** Opening Information block **

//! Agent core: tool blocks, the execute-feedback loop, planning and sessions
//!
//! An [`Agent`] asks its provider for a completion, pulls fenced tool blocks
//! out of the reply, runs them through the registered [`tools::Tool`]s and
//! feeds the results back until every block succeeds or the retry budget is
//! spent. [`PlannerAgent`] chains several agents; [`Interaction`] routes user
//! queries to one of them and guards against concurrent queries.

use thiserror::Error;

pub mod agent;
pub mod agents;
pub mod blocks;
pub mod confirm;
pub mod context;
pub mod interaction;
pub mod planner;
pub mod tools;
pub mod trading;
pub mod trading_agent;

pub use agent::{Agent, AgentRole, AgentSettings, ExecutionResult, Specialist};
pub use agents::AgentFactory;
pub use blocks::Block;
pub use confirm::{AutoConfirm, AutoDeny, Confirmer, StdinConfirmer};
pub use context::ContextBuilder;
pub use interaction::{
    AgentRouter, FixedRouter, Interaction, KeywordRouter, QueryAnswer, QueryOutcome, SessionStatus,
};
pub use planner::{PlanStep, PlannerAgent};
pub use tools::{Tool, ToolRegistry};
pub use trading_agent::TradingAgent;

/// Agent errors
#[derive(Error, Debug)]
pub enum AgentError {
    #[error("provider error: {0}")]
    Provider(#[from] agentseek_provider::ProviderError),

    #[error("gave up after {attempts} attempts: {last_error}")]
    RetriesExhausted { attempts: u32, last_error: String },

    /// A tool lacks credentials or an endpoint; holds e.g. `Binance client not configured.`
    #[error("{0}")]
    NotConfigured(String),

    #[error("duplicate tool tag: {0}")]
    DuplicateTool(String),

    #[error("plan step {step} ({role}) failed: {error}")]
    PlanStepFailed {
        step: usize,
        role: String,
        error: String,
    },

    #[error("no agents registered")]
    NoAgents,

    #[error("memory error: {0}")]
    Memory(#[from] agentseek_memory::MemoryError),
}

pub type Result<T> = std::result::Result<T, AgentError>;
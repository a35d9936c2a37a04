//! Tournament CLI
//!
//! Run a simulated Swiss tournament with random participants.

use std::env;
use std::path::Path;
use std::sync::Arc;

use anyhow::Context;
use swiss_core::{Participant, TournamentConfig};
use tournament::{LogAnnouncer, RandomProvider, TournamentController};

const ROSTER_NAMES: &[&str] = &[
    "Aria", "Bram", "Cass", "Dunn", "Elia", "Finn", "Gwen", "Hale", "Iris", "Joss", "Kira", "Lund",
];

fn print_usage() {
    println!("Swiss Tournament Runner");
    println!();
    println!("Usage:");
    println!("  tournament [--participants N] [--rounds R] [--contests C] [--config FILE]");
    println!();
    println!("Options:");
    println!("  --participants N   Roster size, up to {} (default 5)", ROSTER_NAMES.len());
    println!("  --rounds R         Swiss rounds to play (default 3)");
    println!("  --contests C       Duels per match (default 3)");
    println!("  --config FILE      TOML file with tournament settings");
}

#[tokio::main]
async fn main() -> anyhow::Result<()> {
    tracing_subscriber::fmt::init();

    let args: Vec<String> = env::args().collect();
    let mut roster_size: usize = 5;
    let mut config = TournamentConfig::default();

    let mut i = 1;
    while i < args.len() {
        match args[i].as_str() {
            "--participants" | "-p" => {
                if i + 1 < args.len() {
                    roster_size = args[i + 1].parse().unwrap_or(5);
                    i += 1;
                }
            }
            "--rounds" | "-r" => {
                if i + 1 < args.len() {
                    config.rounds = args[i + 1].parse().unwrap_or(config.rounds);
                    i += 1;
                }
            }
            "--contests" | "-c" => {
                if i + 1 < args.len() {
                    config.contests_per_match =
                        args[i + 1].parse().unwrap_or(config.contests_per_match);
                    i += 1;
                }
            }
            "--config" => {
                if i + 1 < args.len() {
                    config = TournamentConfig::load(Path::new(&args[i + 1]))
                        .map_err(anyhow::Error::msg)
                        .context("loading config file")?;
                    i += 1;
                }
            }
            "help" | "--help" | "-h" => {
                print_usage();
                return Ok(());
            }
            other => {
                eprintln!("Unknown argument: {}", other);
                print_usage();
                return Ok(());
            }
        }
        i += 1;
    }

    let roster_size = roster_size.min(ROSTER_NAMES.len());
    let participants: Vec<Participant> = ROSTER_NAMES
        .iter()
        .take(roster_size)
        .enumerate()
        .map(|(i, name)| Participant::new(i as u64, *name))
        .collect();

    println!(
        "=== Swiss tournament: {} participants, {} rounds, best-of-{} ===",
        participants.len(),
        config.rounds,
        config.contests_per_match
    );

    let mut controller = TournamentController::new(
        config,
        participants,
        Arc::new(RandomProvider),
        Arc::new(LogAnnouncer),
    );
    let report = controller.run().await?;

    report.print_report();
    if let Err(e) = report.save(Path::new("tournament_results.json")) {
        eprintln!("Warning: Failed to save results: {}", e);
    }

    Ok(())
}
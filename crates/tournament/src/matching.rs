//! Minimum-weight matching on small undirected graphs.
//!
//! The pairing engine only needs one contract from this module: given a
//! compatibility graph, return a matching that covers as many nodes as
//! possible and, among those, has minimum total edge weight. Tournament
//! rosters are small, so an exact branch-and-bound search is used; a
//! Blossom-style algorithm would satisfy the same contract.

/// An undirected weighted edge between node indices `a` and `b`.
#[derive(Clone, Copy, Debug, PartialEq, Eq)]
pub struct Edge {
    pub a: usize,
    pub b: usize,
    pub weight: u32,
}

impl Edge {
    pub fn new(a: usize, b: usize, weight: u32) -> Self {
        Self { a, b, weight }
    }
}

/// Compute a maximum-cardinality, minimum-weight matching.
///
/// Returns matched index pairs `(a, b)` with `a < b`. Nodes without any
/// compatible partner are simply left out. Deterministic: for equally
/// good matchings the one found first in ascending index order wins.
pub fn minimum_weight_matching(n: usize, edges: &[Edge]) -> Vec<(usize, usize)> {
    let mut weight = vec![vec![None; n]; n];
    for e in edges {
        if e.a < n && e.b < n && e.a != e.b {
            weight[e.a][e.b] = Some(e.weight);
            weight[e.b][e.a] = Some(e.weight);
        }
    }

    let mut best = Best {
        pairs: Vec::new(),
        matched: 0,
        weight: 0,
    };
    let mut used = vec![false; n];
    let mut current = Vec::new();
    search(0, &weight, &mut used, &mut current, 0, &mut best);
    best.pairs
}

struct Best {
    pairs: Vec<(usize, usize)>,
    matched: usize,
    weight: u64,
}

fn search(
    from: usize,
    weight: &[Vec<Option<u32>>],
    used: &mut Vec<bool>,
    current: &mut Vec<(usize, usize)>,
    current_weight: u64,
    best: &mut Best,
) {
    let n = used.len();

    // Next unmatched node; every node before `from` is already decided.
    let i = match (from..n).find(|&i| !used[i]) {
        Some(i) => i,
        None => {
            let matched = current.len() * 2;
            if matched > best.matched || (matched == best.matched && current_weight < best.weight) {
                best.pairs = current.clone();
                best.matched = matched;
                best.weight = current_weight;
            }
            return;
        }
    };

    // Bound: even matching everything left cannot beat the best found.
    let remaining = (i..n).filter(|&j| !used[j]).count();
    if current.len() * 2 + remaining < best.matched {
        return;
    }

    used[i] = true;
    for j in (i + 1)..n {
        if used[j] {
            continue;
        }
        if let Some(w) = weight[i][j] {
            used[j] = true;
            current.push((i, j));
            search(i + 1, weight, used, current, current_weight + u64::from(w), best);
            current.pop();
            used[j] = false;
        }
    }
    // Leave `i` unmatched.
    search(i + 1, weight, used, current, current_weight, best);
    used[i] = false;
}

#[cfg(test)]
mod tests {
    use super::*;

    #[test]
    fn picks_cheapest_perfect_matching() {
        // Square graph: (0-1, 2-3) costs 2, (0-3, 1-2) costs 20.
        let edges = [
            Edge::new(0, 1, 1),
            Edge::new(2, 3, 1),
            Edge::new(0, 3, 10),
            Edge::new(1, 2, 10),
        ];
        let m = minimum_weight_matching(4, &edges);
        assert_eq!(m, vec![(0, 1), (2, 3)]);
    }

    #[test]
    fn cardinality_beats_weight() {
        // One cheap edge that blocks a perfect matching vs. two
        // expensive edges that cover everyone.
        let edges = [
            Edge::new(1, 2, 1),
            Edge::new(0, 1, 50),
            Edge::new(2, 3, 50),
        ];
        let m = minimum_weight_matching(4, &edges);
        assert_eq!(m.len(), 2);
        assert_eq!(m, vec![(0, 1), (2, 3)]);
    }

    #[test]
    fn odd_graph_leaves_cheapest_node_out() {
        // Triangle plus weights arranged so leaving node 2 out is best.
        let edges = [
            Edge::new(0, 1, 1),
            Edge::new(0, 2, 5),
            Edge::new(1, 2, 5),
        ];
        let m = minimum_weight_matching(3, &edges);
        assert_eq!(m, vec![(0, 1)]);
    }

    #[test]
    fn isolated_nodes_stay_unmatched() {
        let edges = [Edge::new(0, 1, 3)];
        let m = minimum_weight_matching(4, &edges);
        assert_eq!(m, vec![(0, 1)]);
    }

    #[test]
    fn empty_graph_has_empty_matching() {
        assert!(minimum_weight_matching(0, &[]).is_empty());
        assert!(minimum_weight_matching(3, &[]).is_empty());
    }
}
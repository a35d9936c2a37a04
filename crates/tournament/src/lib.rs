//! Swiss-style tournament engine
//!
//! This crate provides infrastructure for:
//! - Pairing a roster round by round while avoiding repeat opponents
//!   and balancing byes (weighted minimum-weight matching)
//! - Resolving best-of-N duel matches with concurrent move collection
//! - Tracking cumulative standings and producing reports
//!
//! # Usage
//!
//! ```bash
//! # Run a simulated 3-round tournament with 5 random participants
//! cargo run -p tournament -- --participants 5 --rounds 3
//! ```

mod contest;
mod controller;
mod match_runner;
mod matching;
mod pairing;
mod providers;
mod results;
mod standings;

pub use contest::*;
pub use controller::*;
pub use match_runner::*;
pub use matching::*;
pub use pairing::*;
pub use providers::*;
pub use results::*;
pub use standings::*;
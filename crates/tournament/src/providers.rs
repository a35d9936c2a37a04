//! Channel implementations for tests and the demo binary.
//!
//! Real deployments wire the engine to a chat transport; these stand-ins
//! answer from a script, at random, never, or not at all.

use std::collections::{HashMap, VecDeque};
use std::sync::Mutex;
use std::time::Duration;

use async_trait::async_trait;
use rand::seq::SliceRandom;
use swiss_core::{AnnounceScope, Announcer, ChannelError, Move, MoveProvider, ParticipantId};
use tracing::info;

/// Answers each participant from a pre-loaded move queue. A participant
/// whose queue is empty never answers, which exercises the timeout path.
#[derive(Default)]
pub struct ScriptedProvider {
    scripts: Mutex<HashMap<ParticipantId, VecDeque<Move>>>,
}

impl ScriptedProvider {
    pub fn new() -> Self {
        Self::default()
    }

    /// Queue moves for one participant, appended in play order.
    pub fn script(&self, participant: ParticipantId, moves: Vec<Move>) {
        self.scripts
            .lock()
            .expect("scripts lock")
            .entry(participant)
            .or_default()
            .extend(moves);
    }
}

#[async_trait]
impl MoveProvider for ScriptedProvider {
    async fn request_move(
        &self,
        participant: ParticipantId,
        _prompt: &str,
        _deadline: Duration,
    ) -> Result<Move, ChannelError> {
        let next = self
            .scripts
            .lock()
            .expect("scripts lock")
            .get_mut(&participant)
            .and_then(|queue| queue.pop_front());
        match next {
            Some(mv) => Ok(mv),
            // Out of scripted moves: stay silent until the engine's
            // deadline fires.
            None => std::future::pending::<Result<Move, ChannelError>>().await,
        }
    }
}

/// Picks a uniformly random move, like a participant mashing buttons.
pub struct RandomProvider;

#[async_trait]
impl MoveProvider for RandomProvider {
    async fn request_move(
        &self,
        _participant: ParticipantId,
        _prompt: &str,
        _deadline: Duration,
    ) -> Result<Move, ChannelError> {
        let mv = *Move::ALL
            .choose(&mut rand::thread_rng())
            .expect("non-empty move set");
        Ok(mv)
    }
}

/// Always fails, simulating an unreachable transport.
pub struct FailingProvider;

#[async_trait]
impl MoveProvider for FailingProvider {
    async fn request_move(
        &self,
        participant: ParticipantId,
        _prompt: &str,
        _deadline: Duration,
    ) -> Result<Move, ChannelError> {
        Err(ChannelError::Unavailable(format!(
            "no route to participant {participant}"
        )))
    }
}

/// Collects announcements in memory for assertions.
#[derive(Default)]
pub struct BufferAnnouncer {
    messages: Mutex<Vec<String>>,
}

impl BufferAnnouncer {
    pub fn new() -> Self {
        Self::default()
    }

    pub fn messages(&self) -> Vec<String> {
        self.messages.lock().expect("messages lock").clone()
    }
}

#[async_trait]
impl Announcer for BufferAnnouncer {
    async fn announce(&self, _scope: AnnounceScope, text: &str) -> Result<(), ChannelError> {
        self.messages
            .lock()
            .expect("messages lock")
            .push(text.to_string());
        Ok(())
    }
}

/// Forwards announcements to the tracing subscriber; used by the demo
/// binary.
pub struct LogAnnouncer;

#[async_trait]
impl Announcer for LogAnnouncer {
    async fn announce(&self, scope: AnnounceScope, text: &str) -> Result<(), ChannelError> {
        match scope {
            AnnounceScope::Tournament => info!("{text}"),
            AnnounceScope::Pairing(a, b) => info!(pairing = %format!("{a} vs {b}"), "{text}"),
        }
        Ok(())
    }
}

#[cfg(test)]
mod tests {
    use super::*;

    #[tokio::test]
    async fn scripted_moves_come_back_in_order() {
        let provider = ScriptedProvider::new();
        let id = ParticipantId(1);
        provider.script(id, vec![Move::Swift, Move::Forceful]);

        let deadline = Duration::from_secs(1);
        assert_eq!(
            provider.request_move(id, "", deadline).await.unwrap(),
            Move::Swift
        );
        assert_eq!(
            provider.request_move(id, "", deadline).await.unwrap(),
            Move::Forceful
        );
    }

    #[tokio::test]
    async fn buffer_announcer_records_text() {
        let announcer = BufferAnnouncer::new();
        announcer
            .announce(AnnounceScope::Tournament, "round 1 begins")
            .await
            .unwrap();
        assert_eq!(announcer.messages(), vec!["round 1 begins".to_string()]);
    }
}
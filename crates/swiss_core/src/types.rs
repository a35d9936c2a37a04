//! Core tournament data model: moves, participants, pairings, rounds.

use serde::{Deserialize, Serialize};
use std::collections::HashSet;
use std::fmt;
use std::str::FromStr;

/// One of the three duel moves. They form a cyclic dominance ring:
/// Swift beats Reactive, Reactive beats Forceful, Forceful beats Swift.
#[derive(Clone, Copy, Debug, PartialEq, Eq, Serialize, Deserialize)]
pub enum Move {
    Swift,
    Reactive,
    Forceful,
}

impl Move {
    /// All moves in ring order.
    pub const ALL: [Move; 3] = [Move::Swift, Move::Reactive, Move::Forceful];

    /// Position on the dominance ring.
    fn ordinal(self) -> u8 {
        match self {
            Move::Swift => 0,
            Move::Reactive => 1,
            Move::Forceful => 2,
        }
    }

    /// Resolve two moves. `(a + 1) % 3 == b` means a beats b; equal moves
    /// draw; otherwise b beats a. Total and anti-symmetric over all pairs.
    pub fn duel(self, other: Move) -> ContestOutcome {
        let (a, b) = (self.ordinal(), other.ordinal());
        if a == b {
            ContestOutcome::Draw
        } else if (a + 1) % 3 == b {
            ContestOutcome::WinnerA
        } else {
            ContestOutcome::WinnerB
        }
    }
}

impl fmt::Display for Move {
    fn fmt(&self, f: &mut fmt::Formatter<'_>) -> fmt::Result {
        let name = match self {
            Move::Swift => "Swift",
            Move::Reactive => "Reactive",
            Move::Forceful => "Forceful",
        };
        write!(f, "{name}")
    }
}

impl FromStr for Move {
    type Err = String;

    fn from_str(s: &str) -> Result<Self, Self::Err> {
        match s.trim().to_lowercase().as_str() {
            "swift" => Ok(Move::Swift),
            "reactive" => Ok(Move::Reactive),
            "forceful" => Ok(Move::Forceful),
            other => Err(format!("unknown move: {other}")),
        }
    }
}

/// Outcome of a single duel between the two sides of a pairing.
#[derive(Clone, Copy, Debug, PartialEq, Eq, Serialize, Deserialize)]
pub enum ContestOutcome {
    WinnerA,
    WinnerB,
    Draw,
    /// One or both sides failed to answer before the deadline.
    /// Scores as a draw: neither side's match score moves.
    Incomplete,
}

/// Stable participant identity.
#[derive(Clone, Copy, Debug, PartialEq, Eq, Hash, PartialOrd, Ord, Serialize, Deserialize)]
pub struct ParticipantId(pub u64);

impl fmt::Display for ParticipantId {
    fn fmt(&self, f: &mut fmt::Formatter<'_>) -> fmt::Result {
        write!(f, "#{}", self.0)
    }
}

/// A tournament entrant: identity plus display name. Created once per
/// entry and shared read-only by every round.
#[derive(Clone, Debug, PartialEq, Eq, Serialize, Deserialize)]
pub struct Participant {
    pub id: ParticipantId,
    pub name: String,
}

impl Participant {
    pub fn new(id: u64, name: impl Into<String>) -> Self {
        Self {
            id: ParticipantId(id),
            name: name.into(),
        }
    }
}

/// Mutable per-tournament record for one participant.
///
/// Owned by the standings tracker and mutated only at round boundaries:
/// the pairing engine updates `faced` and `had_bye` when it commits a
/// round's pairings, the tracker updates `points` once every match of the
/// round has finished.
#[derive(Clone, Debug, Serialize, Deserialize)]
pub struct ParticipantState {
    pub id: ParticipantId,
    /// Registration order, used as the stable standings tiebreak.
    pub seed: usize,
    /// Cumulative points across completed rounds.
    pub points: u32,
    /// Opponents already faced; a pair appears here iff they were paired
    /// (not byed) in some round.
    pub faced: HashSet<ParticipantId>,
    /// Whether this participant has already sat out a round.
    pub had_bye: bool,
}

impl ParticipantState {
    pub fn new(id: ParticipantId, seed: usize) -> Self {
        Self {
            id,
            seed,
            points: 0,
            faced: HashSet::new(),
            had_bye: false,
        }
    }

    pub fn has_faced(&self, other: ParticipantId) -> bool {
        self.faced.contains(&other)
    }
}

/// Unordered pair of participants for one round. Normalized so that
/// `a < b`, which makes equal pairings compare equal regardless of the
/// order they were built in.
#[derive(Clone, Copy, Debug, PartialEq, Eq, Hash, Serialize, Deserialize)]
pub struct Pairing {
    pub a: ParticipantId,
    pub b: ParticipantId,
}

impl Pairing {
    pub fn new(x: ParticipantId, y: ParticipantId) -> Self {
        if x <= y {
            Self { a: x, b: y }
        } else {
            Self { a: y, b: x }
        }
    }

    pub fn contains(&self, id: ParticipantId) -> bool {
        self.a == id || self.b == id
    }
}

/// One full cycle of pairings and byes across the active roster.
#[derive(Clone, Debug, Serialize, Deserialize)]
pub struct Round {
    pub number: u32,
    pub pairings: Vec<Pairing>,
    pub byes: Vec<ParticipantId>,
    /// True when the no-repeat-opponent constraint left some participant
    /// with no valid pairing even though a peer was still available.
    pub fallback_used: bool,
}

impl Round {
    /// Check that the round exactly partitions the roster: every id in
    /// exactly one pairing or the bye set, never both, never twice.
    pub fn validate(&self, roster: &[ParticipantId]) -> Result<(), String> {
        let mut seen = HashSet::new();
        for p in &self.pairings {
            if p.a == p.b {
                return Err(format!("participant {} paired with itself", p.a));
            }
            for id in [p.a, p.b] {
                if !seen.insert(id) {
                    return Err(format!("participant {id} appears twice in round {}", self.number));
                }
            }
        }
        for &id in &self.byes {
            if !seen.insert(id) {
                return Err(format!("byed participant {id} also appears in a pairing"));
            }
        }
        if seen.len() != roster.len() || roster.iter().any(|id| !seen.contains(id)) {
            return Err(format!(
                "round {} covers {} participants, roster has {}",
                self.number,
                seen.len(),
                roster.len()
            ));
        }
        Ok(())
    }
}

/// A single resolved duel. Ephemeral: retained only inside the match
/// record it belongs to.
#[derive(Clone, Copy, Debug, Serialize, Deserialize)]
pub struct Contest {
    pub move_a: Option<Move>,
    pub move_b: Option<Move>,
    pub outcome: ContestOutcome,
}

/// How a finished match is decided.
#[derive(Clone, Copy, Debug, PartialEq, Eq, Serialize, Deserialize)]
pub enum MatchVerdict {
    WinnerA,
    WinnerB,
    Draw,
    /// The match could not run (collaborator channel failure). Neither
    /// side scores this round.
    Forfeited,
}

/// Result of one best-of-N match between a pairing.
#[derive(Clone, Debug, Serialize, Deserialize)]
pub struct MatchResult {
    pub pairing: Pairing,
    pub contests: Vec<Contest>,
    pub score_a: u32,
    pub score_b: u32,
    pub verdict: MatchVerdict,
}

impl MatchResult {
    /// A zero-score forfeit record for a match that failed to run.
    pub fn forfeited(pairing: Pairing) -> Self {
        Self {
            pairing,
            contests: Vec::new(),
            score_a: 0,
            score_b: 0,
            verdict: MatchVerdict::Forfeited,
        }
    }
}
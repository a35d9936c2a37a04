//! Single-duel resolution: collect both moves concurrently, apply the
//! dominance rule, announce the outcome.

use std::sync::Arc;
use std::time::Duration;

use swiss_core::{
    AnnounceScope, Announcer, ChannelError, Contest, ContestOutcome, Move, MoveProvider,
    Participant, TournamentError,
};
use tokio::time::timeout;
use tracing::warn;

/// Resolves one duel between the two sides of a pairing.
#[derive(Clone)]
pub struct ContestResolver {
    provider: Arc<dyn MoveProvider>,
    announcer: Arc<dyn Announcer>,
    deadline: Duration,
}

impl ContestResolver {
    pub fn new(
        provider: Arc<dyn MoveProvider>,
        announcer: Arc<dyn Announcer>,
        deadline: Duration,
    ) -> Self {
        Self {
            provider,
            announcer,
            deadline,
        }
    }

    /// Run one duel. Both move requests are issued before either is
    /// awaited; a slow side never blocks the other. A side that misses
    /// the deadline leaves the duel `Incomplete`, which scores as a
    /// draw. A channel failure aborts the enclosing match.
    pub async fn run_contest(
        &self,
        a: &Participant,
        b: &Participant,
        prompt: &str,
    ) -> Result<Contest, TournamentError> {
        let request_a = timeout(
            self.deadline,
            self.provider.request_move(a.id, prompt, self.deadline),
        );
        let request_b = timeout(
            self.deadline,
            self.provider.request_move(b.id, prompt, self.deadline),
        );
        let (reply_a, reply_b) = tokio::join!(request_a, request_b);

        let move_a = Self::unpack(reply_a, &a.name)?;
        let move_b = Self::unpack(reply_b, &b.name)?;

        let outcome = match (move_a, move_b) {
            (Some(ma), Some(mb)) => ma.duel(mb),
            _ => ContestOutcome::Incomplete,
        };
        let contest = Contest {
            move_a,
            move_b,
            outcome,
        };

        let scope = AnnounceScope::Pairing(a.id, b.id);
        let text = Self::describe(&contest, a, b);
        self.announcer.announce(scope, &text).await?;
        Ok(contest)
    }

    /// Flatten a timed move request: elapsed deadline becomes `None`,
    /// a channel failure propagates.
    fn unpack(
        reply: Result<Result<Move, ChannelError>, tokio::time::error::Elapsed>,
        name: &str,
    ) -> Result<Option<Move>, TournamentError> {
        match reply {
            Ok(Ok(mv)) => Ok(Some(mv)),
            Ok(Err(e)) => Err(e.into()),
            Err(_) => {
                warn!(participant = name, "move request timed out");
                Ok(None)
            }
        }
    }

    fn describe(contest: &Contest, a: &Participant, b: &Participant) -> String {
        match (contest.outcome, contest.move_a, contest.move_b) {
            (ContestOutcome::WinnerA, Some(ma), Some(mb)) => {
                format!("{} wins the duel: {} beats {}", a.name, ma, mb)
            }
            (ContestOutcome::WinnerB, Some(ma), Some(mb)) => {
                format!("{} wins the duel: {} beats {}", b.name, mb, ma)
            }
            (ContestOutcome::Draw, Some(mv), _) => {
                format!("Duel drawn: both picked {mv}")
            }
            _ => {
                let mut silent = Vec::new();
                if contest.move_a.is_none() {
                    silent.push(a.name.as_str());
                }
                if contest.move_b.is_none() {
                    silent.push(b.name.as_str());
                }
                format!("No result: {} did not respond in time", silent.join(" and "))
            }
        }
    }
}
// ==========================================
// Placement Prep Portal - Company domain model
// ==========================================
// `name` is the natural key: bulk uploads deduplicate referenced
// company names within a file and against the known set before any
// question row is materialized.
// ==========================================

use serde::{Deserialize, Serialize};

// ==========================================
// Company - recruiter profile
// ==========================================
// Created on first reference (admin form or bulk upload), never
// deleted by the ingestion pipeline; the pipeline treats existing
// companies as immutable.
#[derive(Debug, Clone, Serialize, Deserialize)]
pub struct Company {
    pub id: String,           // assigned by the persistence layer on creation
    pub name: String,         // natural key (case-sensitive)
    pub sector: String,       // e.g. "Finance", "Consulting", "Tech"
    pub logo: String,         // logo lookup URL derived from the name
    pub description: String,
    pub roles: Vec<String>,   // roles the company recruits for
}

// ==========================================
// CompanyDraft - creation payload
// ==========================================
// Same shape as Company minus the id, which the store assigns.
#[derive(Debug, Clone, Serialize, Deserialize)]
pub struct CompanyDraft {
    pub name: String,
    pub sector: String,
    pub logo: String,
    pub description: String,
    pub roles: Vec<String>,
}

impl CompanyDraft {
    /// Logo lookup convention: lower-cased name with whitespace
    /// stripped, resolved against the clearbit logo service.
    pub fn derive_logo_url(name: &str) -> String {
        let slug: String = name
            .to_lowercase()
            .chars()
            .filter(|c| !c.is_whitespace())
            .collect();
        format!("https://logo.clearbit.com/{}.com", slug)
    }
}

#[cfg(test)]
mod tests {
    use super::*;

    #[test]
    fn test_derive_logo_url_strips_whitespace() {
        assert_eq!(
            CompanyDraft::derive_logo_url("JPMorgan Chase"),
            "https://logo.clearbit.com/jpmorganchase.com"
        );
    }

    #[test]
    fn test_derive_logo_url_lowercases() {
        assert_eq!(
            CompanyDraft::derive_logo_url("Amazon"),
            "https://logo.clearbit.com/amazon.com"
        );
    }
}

** Closing Information block **

## Required work
Find the lines of the material that hold the word "style" and report their count alone.

## Your solution
2